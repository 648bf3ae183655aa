//! # Configuration
//!
//! JSON configuration file. Only `storage_dir` is required; directories
//! default to subdirectories of it.

use std::fs;
use std::path::{Path, PathBuf};
use std::time::Duration;

use serde::{Deserialize, Serialize};
use thiserror::Error;

use crate::acl::AclServiceSettings;
use crate::transitions::RetryPolicy;

/// Configuration errors
#[derive(Debug, Clone, Error)]
pub enum ConfigError {
    #[error("Failed to read config: {0}")]
    Read(String),

    #[error("Invalid config JSON: {0}")]
    Parse(String),

    #[error("Invalid config: {0}")]
    Invalid(String),
}

/// Archive and ACL engine configuration
#[derive(Debug, Clone, PartialEq, Eq, Serialize, Deserialize)]
pub struct ArchiveConfig {
    /// Base storage directory (required)
    pub storage_dir: String,

    /// Element store root (default `<storage_dir>/archive`)
    #[serde(default, skip_serializing_if = "Option::is_none")]
    pub archive_root_dir: Option<String>,

    /// Staging area root (default `<storage_dir>/workspace`)
    #[serde(default, skip_serializing_if = "Option::is_none")]
    pub workspace_dir: Option<String>,

    /// Persistence files (default `<storage_dir>/state`)
    #[serde(default, skip_serializing_if = "Option::is_none")]
    pub state_dir: Option<String>,

    #[serde(default = "default_organization")]
    pub organization: String,

    #[serde(default = "default_distribution_channel")]
    pub distribution_channel: String,

    #[serde(default = "default_job_poll_interval_ms")]
    pub job_poll_interval_ms: u64,

    #[serde(default = "default_job_timeout_ms")]
    pub job_timeout_ms: u64,

    #[serde(default = "default_max_transition_attempts")]
    pub max_transition_attempts: u32,

    #[serde(default = "default_retry_backoff_base_secs")]
    pub retry_backoff_base_secs: u64,

    #[serde(default = "default_retry_backoff_max_secs")]
    pub retry_backoff_max_secs: u64,

    #[serde(default = "default_scan_interval_secs")]
    pub scan_interval_secs: u64,
}

fn default_organization() -> String {
    "mh_default_org".to_string()
}
fn default_distribution_channel() -> String {
    "engage-player".to_string()
}
fn default_job_poll_interval_ms() -> u64 {
    100
}
fn default_job_timeout_ms() -> u64 {
    60_000
}
fn default_max_transition_attempts() -> u32 {
    5
}
fn default_retry_backoff_base_secs() -> u64 {
    60
}
fn default_retry_backoff_max_secs() -> u64 {
    3600
}
fn default_scan_interval_secs() -> u64 {
    60
}

impl ArchiveConfig {
    /// Defaults for everything but the storage directory
    pub fn new(storage_dir: impl Into<String>) -> Self {
        Self {
            storage_dir: storage_dir.into(),
            archive_root_dir: None,
            workspace_dir: None,
            state_dir: None,
            organization: default_organization(),
            distribution_channel: default_distribution_channel(),
            job_poll_interval_ms: default_job_poll_interval_ms(),
            job_timeout_ms: default_job_timeout_ms(),
            max_transition_attempts: default_max_transition_attempts(),
            retry_backoff_base_secs: default_retry_backoff_base_secs(),
            retry_backoff_max_secs: default_retry_backoff_max_secs(),
            scan_interval_secs: default_scan_interval_secs(),
        }
    }

    /// Load and validate a configuration file
    pub fn load(path: &Path) -> Result<Self, ConfigError> {
        let content = fs::read_to_string(path)
            .map_err(|e| ConfigError::Read(format!("{}: {}", path.display(), e)))?;
        Self::from_json(&content)
    }

    pub fn from_json(content: &str) -> Result<Self, ConfigError> {
        let config: ArchiveConfig =
            serde_json::from_str(content).map_err(|e| ConfigError::Parse(e.to_string()))?;
        config.validate()?;
        Ok(config)
    }

    /// Write the configuration as pretty JSON
    pub fn save(&self, path: &Path) -> Result<(), ConfigError> {
        let content = serde_json::to_string_pretty(self)
            .map_err(|e| ConfigError::Invalid(e.to_string()))?;
        fs::write(path, content)
            .map_err(|e| ConfigError::Read(format!("{}: {}", path.display(), e)))
    }

    pub fn validate(&self) -> Result<(), ConfigError> {
        if self.storage_dir.trim().is_empty() {
            return Err(ConfigError::Invalid("storage_dir must not be empty".into()));
        }
        if self.organization.trim().is_empty() {
            return Err(ConfigError::Invalid("organization must not be empty".into()));
        }
        if self.job_poll_interval_ms == 0 {
            return Err(ConfigError::Invalid("job_poll_interval_ms must be > 0".into()));
        }
        if self.job_timeout_ms == 0 {
            return Err(ConfigError::Invalid("job_timeout_ms must be > 0".into()));
        }
        if self.max_transition_attempts == 0 {
            return Err(ConfigError::Invalid("max_transition_attempts must be > 0".into()));
        }
        if self.scan_interval_secs == 0 {
            return Err(ConfigError::Invalid("scan_interval_secs must be > 0".into()));
        }
        if self.retry_backoff_base_secs > self.retry_backoff_max_secs {
            return Err(ConfigError::Invalid(format!(
                "retry_backoff_base_secs ({}) exceeds retry_backoff_max_secs ({})",
                self.retry_backoff_base_secs, self.retry_backoff_max_secs
            )));
        }
        Ok(())
    }

    pub fn storage_path(&self) -> &Path {
        Path::new(&self.storage_dir)
    }

    pub fn archive_root(&self) -> PathBuf {
        self.dir_or_default(&self.archive_root_dir, "archive")
    }

    pub fn workspace_root(&self) -> PathBuf {
        self.dir_or_default(&self.workspace_dir, "workspace")
    }

    pub fn state_root(&self) -> PathBuf {
        self.dir_or_default(&self.state_dir, "state")
    }

    pub fn claims_path(&self) -> PathBuf {
        self.state_root().join("claims.json")
    }

    /// Lock held across loading, claiming and saving version claims
    pub fn claims_lock_path(&self) -> PathBuf {
        self.state_root().join("claims.lock")
    }

    /// Lock held by element store mutations
    pub fn archive_lock_path(&self) -> PathBuf {
        self.state_root().join("archive.lock")
    }

    pub fn transitions_path(&self) -> PathBuf {
        self.state_root().join("transitions.json")
    }

    pub fn acls_path(&self) -> PathBuf {
        self.state_root().join("acls.json")
    }

    /// Manifests of this organization's media packages
    pub fn manifest_dir(&self) -> PathBuf {
        self.state_root().join("manifests").join(&self.organization)
    }

    pub fn scan_interval(&self) -> Duration {
        Duration::from_secs(self.scan_interval_secs)
    }

    pub fn retry_policy(&self) -> RetryPolicy {
        RetryPolicy::new(
            self.max_transition_attempts,
            Duration::from_secs(self.retry_backoff_base_secs),
            Duration::from_secs(self.retry_backoff_max_secs),
        )
    }

    pub fn acl_settings(&self) -> AclServiceSettings {
        AclServiceSettings {
            organization: self.organization.clone(),
            distribution_channel: self.distribution_channel.clone(),
            job_timeout: Duration::from_millis(self.job_timeout_ms),
            job_poll_interval: Duration::from_millis(self.job_poll_interval_ms),
            retry: self.retry_policy(),
        }
    }

    fn dir_or_default(&self, dir: &Option<String>, name: &str) -> PathBuf {
        match dir {
            Some(dir) => PathBuf::from(dir),
            None => self.storage_path().join(name),
        }
    }
}
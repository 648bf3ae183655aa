//! CLI-specific error types

use std::fmt;
use std::io;

use crate::archive::ArchiveError;
use crate::config::ConfigError;
use crate::persistence::PersistenceError;

/// CLI error codes
#[derive(Debug, Clone, PartialEq, Eq)]
pub enum CliErrorCode {
    /// Configuration file error
    ConfigError,
    /// I/O error (stdin/stdout)
    IoError,
    /// Already initialized
    AlreadyInitialized,
    /// Not initialized
    NotInitialized,
    /// Element store or persistence failure
    StoreError,
    /// Requested element does not exist
    NotFound,
}

impl CliErrorCode {
    /// Get the error code string
    pub fn code(&self) -> &'static str {
        match self {
            Self::ConfigError => "ARCV_CLI_CONFIG_ERROR",
            Self::IoError => "ARCV_CLI_IO_ERROR",
            Self::AlreadyInitialized => "ARCV_CLI_ALREADY_INITIALIZED",
            Self::NotInitialized => "ARCV_CLI_NOT_INITIALIZED",
            Self::StoreError => "ARCV_CLI_STORE_ERROR",
            Self::NotFound => "ARCV_CLI_NOT_FOUND",
        }
    }
}

/// CLI error
#[derive(Debug)]
pub struct CliError {
    code: CliErrorCode,
    message: String,
}

impl CliError {
    pub fn new(code: CliErrorCode, message: impl Into<String>) -> Self {
        Self {
            code,
            message: message.into(),
        }
    }

    pub fn config_error(msg: impl Into<String>) -> Self {
        Self::new(CliErrorCode::ConfigError, msg)
    }

    pub fn io_error(msg: impl Into<String>) -> Self {
        Self::new(CliErrorCode::IoError, msg)
    }

    pub fn already_initialized() -> Self {
        Self::new(
            CliErrorCode::AlreadyInitialized,
            "Storage directory already initialized",
        )
    }

    pub fn not_initialized() -> Self {
        Self::new(
            CliErrorCode::NotInitialized,
            "Storage directory not initialized. Run 'arcvault init' first.",
        )
    }

    pub fn not_found(msg: impl Into<String>) -> Self {
        Self::new(CliErrorCode::NotFound, msg)
    }

    pub fn code(&self) -> &CliErrorCode {
        &self.code
    }

    pub fn code_str(&self) -> &'static str {
        self.code.code()
    }

    pub fn message(&self) -> &str {
        &self.message
    }
}

impl fmt::Display for CliError {
    fn fmt(&self, f: &mut fmt::Formatter<'_>) -> fmt::Result {
        write!(f, "{}: {}", self.code.code(), self.message)
    }
}

impl std::error::Error for CliError {}

impl From<io::Error> for CliError {
    fn from(e: io::Error) -> Self {
        Self::io_error(e.to_string())
    }
}

impl From<serde_json::Error> for CliError {
    fn from(e: serde_json::Error) -> Self {
        Self::io_error(format!("JSON error: {}", e))
    }
}

impl From<ConfigError> for CliError {
    fn from(e: ConfigError) -> Self {
        Self::config_error(e.to_string())
    }
}

impl From<ArchiveError> for CliError {
    fn from(e: ArchiveError) -> Self {
        match e {
            ArchiveError::NotFound(_) | ArchiveError::SourceNotFound(_) => {
                Self::not_found(e.to_string())
            }
            other => Self::new(CliErrorCode::StoreError, other.to_string()),
        }
    }
}

impl From<PersistenceError> for CliError {
    fn from(e: PersistenceError) -> Self {
        Self::new(CliErrorCode::StoreError, e.to_string())
    }
}

/// CLI result type
pub type CliResult<T> = Result<T, CliError>;
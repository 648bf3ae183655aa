//! # Media Package
//!
//! The representation of a content unit exchanged with the archive and the
//! search index: an id, an optional series, the archived version and the
//! list of elements.

use serde::{Deserialize, Serialize};

use super::version::Version;

/// Kind of a media package element
#[derive(Debug, Clone, Copy, PartialEq, Eq, Serialize, Deserialize)]
#[serde(rename_all = "lowercase")]
pub enum ElementKind {
    Track,
    Catalog,
    Attachment,
}

/// One element of a media package
#[derive(Debug, Clone, PartialEq, Eq, Serialize, Deserialize)]
pub struct Element {
    pub id: String,
    pub kind: ElementKind,
    /// `type/subtype`, e.g. `security/xacml+episode`
    pub flavor: String,
    pub uri: String,
}

impl Element {
    pub fn new(
        id: impl Into<String>,
        kind: ElementKind,
        flavor: impl Into<String>,
        uri: impl Into<String>,
    ) -> Self {
        Self {
            id: id.into(),
            kind,
            flavor: flavor.into(),
            uri: uri.into(),
        }
    }
}

/// A content unit and its elements
#[derive(Debug, Clone, PartialEq, Eq, Serialize, Deserialize)]
pub struct MediaPackage {
    pub id: String,
    #[serde(default, skip_serializing_if = "Option::is_none")]
    pub series_id: Option<String>,
    /// Set by the archive on write
    #[serde(default, skip_serializing_if = "Option::is_none")]
    pub version: Option<Version>,
    #[serde(default)]
    pub elements: Vec<Element>,
}

impl MediaPackage {
    pub fn new(id: impl Into<String>) -> Self {
        Self {
            id: id.into(),
            series_id: None,
            version: None,
            elements: Vec::new(),
        }
    }

    pub fn with_series(mut self, series_id: impl Into<String>) -> Self {
        self.series_id = Some(series_id.into());
        self
    }

    pub fn with_element(mut self, element: Element) -> Self {
        self.add(element);
        self
    }

    /// Add an element, replacing one with the same id
    pub fn add(&mut self, element: Element) {
        self.remove(&element.id);
        self.elements.push(element);
    }

    /// Remove an element by id
    pub fn remove(&mut self, element_id: &str) -> Option<Element> {
        let idx = self.elements.iter().position(|e| e.id == element_id)?;
        Some(self.elements.remove(idx))
    }

    pub fn element(&self, element_id: &str) -> Option<&Element> {
        self.elements.iter().find(|e| e.id == element_id)
    }

    pub fn elements_by_flavor(&self, flavor: &str) -> Vec<&Element> {
        self.elements.iter().filter(|e| e.flavor == flavor).collect()
    }
}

════

- [TASK REQUIREMENTS]
Each line above with the word "Debug" needs to be copied.

- [YOUR RESPONSE]
#[derive(Debug, Clone, Error)]
#[derive(Debug, Clone, PartialEq, Eq, Serialize, Deserialize)]
#[derive(Debug, Clone, PartialEq, Eq)]
#[derive(Debug)]
#[derive(Debug, Clone, Copy, PartialEq, Eq, Serialize, Deserialize)]
#[derive(Debug, Clone, PartialEq, Eq, Serialize, Deserialize)]
#[derive(Debug, Clone, PartialEq, Eq, Serialize, Deserialize)]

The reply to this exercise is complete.